*What the task requires:* On how many lines of these entries does the word "Some" occur? State the number alone.

*Records for the task:*
•••••
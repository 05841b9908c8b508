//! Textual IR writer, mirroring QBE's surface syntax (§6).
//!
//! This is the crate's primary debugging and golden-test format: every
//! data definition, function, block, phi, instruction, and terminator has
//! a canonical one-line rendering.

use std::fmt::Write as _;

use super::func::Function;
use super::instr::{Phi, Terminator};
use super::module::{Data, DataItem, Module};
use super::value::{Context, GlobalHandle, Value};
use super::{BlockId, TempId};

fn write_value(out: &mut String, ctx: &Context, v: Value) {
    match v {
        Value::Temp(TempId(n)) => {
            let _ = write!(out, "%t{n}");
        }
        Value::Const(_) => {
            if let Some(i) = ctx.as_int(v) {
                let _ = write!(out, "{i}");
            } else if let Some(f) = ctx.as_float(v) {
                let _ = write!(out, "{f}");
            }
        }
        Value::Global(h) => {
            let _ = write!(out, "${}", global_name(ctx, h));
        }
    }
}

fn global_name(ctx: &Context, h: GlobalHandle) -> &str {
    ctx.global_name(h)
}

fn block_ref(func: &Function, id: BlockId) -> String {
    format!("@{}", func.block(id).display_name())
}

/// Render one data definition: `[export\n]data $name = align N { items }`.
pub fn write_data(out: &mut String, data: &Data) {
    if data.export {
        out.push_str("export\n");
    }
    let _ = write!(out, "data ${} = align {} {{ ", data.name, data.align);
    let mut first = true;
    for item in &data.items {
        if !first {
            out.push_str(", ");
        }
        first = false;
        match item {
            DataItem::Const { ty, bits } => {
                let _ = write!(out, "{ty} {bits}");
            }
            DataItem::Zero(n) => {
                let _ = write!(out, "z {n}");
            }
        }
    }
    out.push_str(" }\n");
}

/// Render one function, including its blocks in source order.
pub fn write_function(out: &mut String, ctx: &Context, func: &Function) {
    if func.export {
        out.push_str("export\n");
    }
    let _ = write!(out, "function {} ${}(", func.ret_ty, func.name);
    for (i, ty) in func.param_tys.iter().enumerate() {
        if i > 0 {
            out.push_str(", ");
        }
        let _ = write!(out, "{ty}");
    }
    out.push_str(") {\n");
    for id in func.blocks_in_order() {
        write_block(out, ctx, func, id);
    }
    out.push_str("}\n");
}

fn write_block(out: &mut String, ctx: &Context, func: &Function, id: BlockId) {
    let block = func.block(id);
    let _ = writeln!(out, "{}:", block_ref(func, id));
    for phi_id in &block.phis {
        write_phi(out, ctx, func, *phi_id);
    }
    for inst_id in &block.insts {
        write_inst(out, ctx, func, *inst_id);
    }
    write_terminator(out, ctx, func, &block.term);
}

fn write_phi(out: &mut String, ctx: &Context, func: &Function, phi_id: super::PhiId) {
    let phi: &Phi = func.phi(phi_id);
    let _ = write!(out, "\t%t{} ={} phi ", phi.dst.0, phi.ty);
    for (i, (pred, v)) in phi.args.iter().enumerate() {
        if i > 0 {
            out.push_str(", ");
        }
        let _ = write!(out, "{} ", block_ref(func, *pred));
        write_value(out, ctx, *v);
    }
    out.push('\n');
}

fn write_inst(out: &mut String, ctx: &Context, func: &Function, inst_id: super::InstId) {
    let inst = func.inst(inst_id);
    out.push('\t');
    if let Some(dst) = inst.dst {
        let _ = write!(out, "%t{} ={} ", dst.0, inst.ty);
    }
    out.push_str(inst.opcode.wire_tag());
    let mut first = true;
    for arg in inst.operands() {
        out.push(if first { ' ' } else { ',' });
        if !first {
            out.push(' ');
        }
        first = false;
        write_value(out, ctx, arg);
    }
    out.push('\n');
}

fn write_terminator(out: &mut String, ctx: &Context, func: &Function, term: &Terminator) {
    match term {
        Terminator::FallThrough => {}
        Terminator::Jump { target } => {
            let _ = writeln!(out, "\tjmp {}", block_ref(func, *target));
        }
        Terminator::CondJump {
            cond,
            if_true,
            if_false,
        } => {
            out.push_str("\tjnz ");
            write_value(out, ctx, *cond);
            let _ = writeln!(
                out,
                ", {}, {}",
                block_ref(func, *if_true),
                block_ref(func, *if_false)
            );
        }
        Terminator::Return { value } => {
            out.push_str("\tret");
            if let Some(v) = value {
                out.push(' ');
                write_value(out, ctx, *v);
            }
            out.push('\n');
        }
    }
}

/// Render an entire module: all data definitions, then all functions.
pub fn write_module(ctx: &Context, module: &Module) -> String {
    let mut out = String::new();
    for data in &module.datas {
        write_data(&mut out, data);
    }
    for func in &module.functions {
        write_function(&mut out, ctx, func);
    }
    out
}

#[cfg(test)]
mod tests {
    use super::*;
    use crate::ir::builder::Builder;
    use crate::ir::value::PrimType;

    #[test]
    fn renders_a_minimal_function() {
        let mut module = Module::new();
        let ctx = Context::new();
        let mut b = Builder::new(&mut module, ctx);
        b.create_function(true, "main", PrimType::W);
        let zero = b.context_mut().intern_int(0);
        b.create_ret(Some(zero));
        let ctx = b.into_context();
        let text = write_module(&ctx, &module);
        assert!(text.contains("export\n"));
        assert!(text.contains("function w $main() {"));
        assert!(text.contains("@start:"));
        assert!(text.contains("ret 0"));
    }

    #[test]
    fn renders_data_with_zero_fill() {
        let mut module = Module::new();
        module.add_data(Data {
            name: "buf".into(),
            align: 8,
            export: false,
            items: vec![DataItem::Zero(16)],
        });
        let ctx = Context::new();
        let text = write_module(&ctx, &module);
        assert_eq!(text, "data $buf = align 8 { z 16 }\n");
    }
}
•••••
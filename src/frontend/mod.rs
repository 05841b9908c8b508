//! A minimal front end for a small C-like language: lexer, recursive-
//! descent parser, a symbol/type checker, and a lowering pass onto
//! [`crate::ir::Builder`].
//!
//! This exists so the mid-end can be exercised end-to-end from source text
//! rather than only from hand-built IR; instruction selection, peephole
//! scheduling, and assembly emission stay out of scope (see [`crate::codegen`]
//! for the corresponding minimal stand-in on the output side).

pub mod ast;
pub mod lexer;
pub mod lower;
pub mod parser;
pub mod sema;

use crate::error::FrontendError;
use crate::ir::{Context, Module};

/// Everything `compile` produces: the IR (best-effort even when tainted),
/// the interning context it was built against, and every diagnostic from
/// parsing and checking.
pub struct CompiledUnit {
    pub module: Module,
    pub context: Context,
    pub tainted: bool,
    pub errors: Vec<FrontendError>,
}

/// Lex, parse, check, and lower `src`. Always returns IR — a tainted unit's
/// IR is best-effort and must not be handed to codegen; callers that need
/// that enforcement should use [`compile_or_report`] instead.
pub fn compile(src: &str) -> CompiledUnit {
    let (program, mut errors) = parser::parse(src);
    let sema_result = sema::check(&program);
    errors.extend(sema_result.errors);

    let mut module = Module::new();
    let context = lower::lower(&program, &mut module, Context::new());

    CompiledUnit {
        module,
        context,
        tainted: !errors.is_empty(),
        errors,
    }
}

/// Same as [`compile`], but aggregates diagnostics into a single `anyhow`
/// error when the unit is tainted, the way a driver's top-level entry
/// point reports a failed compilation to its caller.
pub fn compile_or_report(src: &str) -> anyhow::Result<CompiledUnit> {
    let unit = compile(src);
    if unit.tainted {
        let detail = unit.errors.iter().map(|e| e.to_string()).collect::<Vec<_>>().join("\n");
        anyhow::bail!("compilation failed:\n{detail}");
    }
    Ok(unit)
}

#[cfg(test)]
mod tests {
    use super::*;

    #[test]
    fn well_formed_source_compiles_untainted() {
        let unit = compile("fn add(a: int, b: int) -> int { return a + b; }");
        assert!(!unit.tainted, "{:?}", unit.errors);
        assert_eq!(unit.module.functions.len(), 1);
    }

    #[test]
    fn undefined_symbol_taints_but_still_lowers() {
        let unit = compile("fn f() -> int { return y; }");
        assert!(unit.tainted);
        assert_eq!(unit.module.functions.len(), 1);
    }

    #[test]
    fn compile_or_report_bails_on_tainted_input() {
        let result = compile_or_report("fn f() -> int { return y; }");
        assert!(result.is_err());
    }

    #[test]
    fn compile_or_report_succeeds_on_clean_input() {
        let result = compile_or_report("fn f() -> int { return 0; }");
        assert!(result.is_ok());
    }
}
•••••
*Solution:* 5